# Speed cameras redlight cameras and general driving in Europe



## nealh (Oct 4, 2003)

SD 335is said:


> Just to clarify this point, you are allowed to pass a car to the left if you are in traffic and your lane is moving faster than the lane to the left. Once traffic clears people tend to move over to the right lanes. You can absolutely not pass someone on the right on a two lane section of the autobahn if he is in the left lane and won't pull over. This is also true on three lane sections of the autobahn but I encountered a very small number of people who would drive in the left lane in the three lane sections.
> 
> Everybody is much more courteous in Germany, much less so in France! Even in Germany I did have occasions in two lane sections where people would pull into the left lane to pass slower cars on the right and then stay there until they had passed a whole series of cars in the right lane even though the spacing of those cars would have allowed them to easily pull over, let me by, and then pull back into the left without causing them to slow down. I had people who refused to pull over for me until there was nobody in the right lane in sight.
> 
> I also had a couple of situations where the person apparently thought that my car couldn't possibly be faster than theirs and only pulled over when we hit 145-150 MPH and I was still behind them. The first one was a Lexus GS350 who pulled over at 145 MPH and an X5 who pulled over at 150 MPH (I hit an indicated 160 MPH on the speedo, pegged.)


Wow. those are amazing speeds. There is no way my wife will et me near those even in the 535 could do that.


----------



## SD ///M4 (Jan 24, 2011)

jsciv said:


> I only did so when there was spotty traffic in the right lane: when I was pushing it I felt far safer with nobody directly in front of me. But trust me, it didn't last long: you catch up to traffic SO fast over 140mph...

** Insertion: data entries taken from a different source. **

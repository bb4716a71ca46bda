//! Repository pattern implementation for data access layer
//!
//! Each repository wraps the shared [`DatabaseManager`]. Alongside the
//! pooled-connection methods, repositories expose `*_tx` associated functions
//! that take a plain `&Connection`, so multi-step workflows can run them
//! inside a single transaction.
//!
//! "Insertion order" throughout this module is SQLite `rowid` order.

use crate::core::error::{is_unique_violation, CatalogError, Result};
use crate::db::manager::DatabaseManager;
use crate::db::models::{Author, Book, BookAuthor, Review, User};
use rusqlite::{Connection, OptionalExtension, Row};
use std::sync::Arc;

/// Generic repository trait for CRUD operations
pub trait Repository<T>: Send + Sync {
    /// Find an entity by its ID
    fn find_by_id(&self, id: &str) -> Result<Option<T>>;

    /// Find all entities in insertion order
    fn find_all(&self) -> Result<Vec<T>>;

    /// Create a new entity
    fn create(&self, entity: &T) -> Result<()>;

    /// Delete an entity by its ID
    fn delete(&self, id: &str) -> Result<()>;
}

fn collect_rows<T>(
    conn: &Connection,
    sql: &str,
    params: impl rusqlite::Params,
    map: fn(&Row<'_>) -> rusqlite::Result<T>,
) -> Result<Vec<T>> {
    let mut stmt = conn.prepare(sql)?;
    let rows = stmt
        .query_map(params, map)?
        .collect::<std::result::Result<Vec<_>, _>>()?;
    Ok(rows)
}

// ============================================================================
// BOOKS
// ============================================================================

const BOOK_COLUMNS: &str = "id, title, pages, year, created_at";

fn book_from_row(row: &Row<'_>) -> rusqlite::Result<Book> {
    Ok(Book {
        id: row.get(0)?,
        title: row.get(1)?,
        pages: row.get(2)?,
        year: row.get(3)?,
        created_at: row.get(4)?,
    })
}

/// Repository for Book entities
pub struct BookRepository {
    db: Arc<DatabaseManager>,
}

impl BookRepository {
    /// Create a new BookRepository
    pub fn new(db: Arc<DatabaseManager>) -> Self {
        Self { db }
    }

    /// Authors of a book, in association order
    pub fn find_authors(&self, book_id: &str) -> Result<Vec<Author>> {
        self.db.execute(|conn| Self::find_authors_tx(conn, book_id))
    }

    pub fn find_by_id_tx(conn: &Connection, id: &str) -> Result<Option<Book>> {
        let book = conn
            .query_row(
                &format!("SELECT {} FROM books WHERE id = ?", BOOK_COLUMNS),
                [id],
                book_from_row,
            )
            .optional()?;
        Ok(book)
    }

    pub fn find_by_title_tx(conn: &Connection, title: &str) -> Result<Option<Book>> {
        let book = conn
            .query_row(
                &format!("SELECT {} FROM books WHERE title = ?", BOOK_COLUMNS),
                [title],
                book_from_row,
            )
            .optional()?;
        Ok(book)
    }

    pub fn find_all_tx(conn: &Connection) -> Result<Vec<Book>> {
        collect_rows(
            conn,
            &format!("SELECT {} FROM books ORDER BY rowid", BOOK_COLUMNS),
            [],
            book_from_row,
        )
    }

    /// Insert a book; a title collision is reported as `DuplicateTitle`
    pub fn insert_tx(conn: &Connection, book: &Book) -> Result<()> {
        conn.execute(
            "INSERT INTO books (id, title, pages, year, created_at) VALUES (?, ?, ?, ?, ?)",
            rusqlite::params![&book.id, &book.title, book.pages, book.year, &book.created_at],
        )
        .map_err(|e| {
            if is_unique_violation(&e) {
                CatalogError::DuplicateTitle(format!(
                    "A book titled {:?} already exists",
                    book.title
                ))
            } else {
                CatalogError::DatabaseError(e)
            }
        })?;
        Ok(())
    }

    /// Delete a book row, returning the number of rows removed
    pub fn delete_tx(conn: &Connection, id: &str) -> Result<usize> {
        Ok(conn.execute("DELETE FROM books WHERE id = ?", [id])?)
    }

    pub fn find_authors_tx(conn: &Connection, book_id: &str) -> Result<Vec<Author>> {
        collect_rows(
            conn,
            "SELECT a.id, a.name, a.created_at FROM authors a \
             JOIN book_authors ba ON ba.author_id = a.id \
             WHERE ba.book_id = ? ORDER BY ba.position, ba.rowid",
            [book_id],
            author_from_row,
        )
    }
}

impl Repository<Book> for BookRepository {
    fn find_by_id(&self, id: &str) -> Result<Option<Book>> {
        self.db.execute(|conn| Self::find_by_id_tx(conn, id))
    }

    fn find_all(&self) -> Result<Vec<Book>> {
        self.db.execute(Self::find_all_tx)
    }

    fn create(&self, book: &Book) -> Result<()> {
        self.db.execute(|conn| Self::insert_tx(conn, book))
    }

    fn delete(&self, id: &str) -> Result<()> {
        self.db.execute(|conn| Self::delete_tx(conn, id).map(|_| ()))
    }
}

// ============================================================================
// AUTHORS
// ============================================================================

fn author_from_row(row: &Row<'_>) -> rusqlite::Result<Author> {
    Ok(Author {
        id: row.get(0)?,
        name: row.get(1)?,
        created_at: row.get(2)?,
    })
}

/// Repository for Author entities and their book links
pub struct AuthorRepository {
    db: Arc<DatabaseManager>,
}

impl AuthorRepository {
    /// Create a new AuthorRepository
    pub fn new(db: Arc<DatabaseManager>) -> Self {
        Self { db }
    }

    /// Find the earliest author whose name matches exactly
    pub fn find_by_name(&self, name: &str) -> Result<Option<Author>> {
        self.db.execute(|conn| Self::find_by_name_tx(conn, name))
    }

    /// Books linked to an author, in insertion order
    pub fn find_books_for_author(&self, author_id: &str) -> Result<Vec<Book>> {
        self.db.execute(|conn| {
            collect_rows(
                conn,
                "SELECT b.id, b.title, b.pages, b.year, b.created_at FROM books b \
                 JOIN book_authors ba ON ba.book_id = b.id \
                 WHERE ba.author_id = ? ORDER BY b.rowid",
                [author_id],
                book_from_row,
            )
        })
    }

    pub fn find_by_id_tx(conn: &Connection, id: &str) -> Result<Option<Author>> {
        let author = conn
            .query_row(
                "SELECT id, name, created_at FROM authors WHERE id = ?",
                [id],
                author_from_row,
            )
            .optional()?;
        Ok(author)
    }

    pub fn find_by_name_tx(conn: &Connection, name: &str) -> Result<Option<Author>> {
        let author = conn
            .query_row(
                "SELECT id, name, created_at FROM authors WHERE name = ? ORDER BY rowid LIMIT 1",
                [name],
                author_from_row,
            )
            .optional()?;
        Ok(author)
    }

    pub fn insert_tx(conn: &Connection, author: &Author) -> Result<()> {
        conn.execute(
            "INSERT INTO authors (id, name, created_at) VALUES (?, ?, ?)",
            rusqlite::params![&author.id, &author.name, &author.created_at],
        )?;
        Ok(())
    }

    pub fn delete_tx(conn: &Connection, id: &str) -> Result<usize> {
        Ok(conn.execute("DELETE FROM authors WHERE id = ?", [id])?)
    }

    pub fn link_tx(conn: &Connection, link: &BookAuthor) -> Result<()> {
        conn.execute(
            "INSERT INTO book_authors (book_id, author_id, position) VALUES (?, ?, ?)",
            rusqlite::params![&link.book_id, &link.author_id, link.position],
        )?;
        Ok(())
    }

    pub fn unlink_tx(conn: &Connection, book_id: &str, author_id: &str) -> Result<usize> {
        Ok(conn.execute(
            "DELETE FROM book_authors WHERE book_id = ? AND author_id = ?",
            [book_id, author_id],
        )?)
    }

    /// IDs of the authors linked to a book, in association order
    pub fn author_ids_for_book_tx(conn: &Connection, book_id: &str) -> Result<Vec<String>> {
        collect_rows(
            conn,
            "SELECT author_id FROM book_authors WHERE book_id = ? ORDER BY position, rowid",
            [book_id],
            |row| row.get(0),
        )
    }

    pub fn count_links_tx(conn: &Connection, author_id: &str) -> Result<i64> {
        Ok(conn.query_row(
            "SELECT COUNT(*) FROM book_authors WHERE author_id = ?",
            [author_id],
            |row| row.get(0),
        )?)
    }
}

impl Repository<Author> for AuthorRepository {
    fn find_by_id(&self, id: &str) -> Result<Option<Author>> {
        self.db.execute(|conn| Self::find_by_id_tx(conn, id))
    }

    fn find_all(&self) -> Result<Vec<Author>> {
        self.db.execute(|conn| {
            collect_rows(
                conn,
                "SELECT id, name, created_at FROM authors ORDER BY rowid",
                [],
                author_from_row,
            )
        })
    }

    fn create(&self, author: &Author) -> Result<()> {
        self.db.execute(|conn| Self::insert_tx(conn, author))
    }

    fn delete(&self, id: &str) -> Result<()> {
        self.db.execute(|conn| Self::delete_tx(conn, id).map(|_| ()))
    }
}

// ============================================================================
// REVIEWS
// ============================================================================

const REVIEW_COLUMNS: &str = "id, title, description, score, book_id, user_id, created_at";

fn review_from_row(row: &Row<'_>) -> rusqlite::Result<Review> {
    Ok(Review {
        id: row.get(0)?,
        title: row.get(1)?,
        description: row.get(2)?,
        score: row.get(3)?,
        book_id: row.get(4)?,
        user_id: row.get(5)?,
        created_at: row.get(6)?,
    })
}

/// Repository for Review entities
pub struct ReviewRepository {
    db: Arc<DatabaseManager>,
}

impl ReviewRepository {
    /// Create a new ReviewRepository
    pub fn new(db: Arc<DatabaseManager>) -> Self {
        Self { db }
    }

    /// Reviews of one book, in insertion order
    pub fn find_by_book(&self, book_id: &str) -> Result<Vec<Review>> {
        self.db.execute(|conn| Self::find_by_book_tx(conn, book_id))
    }

    pub fn find_by_book_tx(conn: &Connection, book_id: &str) -> Result<Vec<Review>> {
        collect_rows(
            conn,
            &format!("SELECT {} FROM reviews WHERE book_id = ? ORDER BY rowid", REVIEW_COLUMNS),
            [book_id],
            review_from_row,
        )
    }

    /// Reviews written by one user, in insertion order
    pub fn find_by_user_tx(conn: &Connection, user_id: &str) -> Result<Vec<Review>> {
        collect_rows(
            conn,
            &format!("SELECT {} FROM reviews WHERE user_id = ? ORDER BY rowid", REVIEW_COLUMNS),
            [user_id],
            review_from_row,
        )
    }

    pub fn find_all_tx(conn: &Connection) -> Result<Vec<Review>> {
        collect_rows(
            conn,
            &format!("SELECT {} FROM reviews ORDER BY rowid", REVIEW_COLUMNS),
            [],
            review_from_row,
        )
    }

    pub fn insert_tx(conn: &Connection, review: &Review) -> Result<()> {
        conn.execute(
            "INSERT INTO reviews (id, title, description, score, book_id, user_id, created_at) \
             VALUES (?, ?, ?, ?, ?, ?, ?)",
            rusqlite::params![
                &review.id,
                &review.title,
                &review.description,
                review.score,
                &review.book_id,
                &review.user_id,
                &review.created_at,
            ],
        )?;
        Ok(())
    }

    /// Delete every review of a book, returning how many were removed
    pub fn delete_by_book_tx(conn: &Connection, book_id: &str) -> Result<usize> {
        Ok(conn.execute("DELETE FROM reviews WHERE book_id = ?", [book_id])?)
    }
}

impl Repository<Review> for ReviewRepository {
    fn find_by_id(&self, id: &str) -> Result<Option<Review>> {
        self.db.execute(|conn| {
            let review = conn
                .query_row(
                    &format!("SELECT {} FROM reviews WHERE id = ?", REVIEW_COLUMNS),
                    [id],
                    review_from_row,
                )
                .optional()?;
            Ok(review)
        })
    }

    fn find_all(&self) -> Result<Vec<Review>> {
        self.db.execute(Self::find_all_tx)
    }

    fn create(&self, review: &Review) -> Result<()> {
        self.db.execute(|conn| Self::insert_tx(conn, review))
    }

    fn delete(&self, id: &str) -> Result<()> {
        self.db.execute(|conn| {
            conn.execute("DELETE FROM reviews WHERE id = ?", [id])?;
            Ok(())
        })
    }
}

// ============================================================================
// USERS
// ============================================================================

fn user_from_row(row: &Row<'_>) -> rusqlite::Result<User> {
    Ok(User {
        id: row.get(0)?,
        name: row.get(1)?,
        created_at: row.get(2)?,
    })
}

/// Repository for User entities
pub struct UserRepository {
    db: Arc<DatabaseManager>,
}

impl UserRepository {
    /// Create a new UserRepository
    pub fn new(db: Arc<DatabaseManager>) -> Self {
        Self { db }
    }

    pub fn find_by_id_tx(conn: &Connection, id: &str) -> Result<Option<User>> {
        let user = conn
            .query_row(
                "SELECT id, name, created_at FROM users WHERE id = ?",
                [id],
                user_from_row,
            )
            .optional()?;
        Ok(user)
    }
}

impl Repository<User> for UserRepository {
    fn find_by_id(&self, id: &str) -> Result<Option<User>> {
        self.db.execute(|conn| Self::find_by_id_tx(conn, id))
    }

    fn find_all(&self) -> Result<Vec<User>> {
        self.db.execute(|conn| {
            collect_rows(
                conn,
                "SELECT id, name, created_at FROM users ORDER BY rowid",
                [],
                user_from_row,
            )
        })
    }

    fn create(&self, user: &User) -> Result<()> {
        self.db.execute(|conn| {
            conn.execute(
                "INSERT INTO users (id, name, created_at) VALUES (?, ?, ?)",
                rusqlite::params![&user.id, &user.name, &user.created_at],
            )?;
            Ok(())
        })
    }

    fn delete(&self, id: &str) -> Result<()> {
        self.db.execute(|conn| {
            conn.execute("DELETE FROM users WHERE id = ?", [id])?;
            Ok(())
        })
    }
}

I know the situations you are referring to. The guy a ways in front of you is staying in the left lane, you're both passing cars on the right frequently, just not a long row of them. There is room for you to pull back into the right lane sometimes, but nobody's behind you so you stay in the left lane. That happens most often in a two lane section, less so in a three lane section.

When I was in that specific situation I kept my eye on my mirror so I didn't have any surprises and I was ready to pull to the right ASAP.

I just noticed that you did clarify your statement to include "as long as there are any cars in sight ahead of you" which is what I just described. Sorry!


----------



## Kamdog (Apr 15, 2007)

Yeah, stay right, and keep a real close eye on the speeds of everyone around. Don't take a quick peek like here in the states, take a real good look. I was doing 105 in the right lane, and a MB SL zoomed passed me by over 50 mph faster in the left. Then, you do have trucks and other slower cars ahead, so take extra time to make sure you judge the speeds correctly.

You really need to pay very close attention on those roads.


----------



## BimwadM3 (Apr 11, 2011)

Once upon a time, long, long ago, Uncle Sam gave me the privilege to live in Germany for a while. I had a hopped-up 911 and learned that driving in Germany is like being a gunslinger in the Old West--*there is always somebody faster*. Be very careful to stay out of the way, I seem to remember.

Do they still use the priority road thing or is it _rechts vor links _(sp?)?

What about the question about tickets catching up with you? Is there an on-the-spot fine imposed or will it find its way through the US mail? If it comes in the mail, what happens if you don't respond but don't go to Germany again?

Safety vests and extra prescription glasses and all these camera issues--this is starting to sound scary.

335is delivery on 6/30


----------



## admranger (Dec 24, 2005)

Those folks that won't move out of the way have to remember that Americans weren't invited to Europe, we came of our accord (proud son of a WWII vet here...RIP). That being said, I am much happier driving in Europe with the very, very, very rare left lane bandit versus the veritable herds of them on US roads.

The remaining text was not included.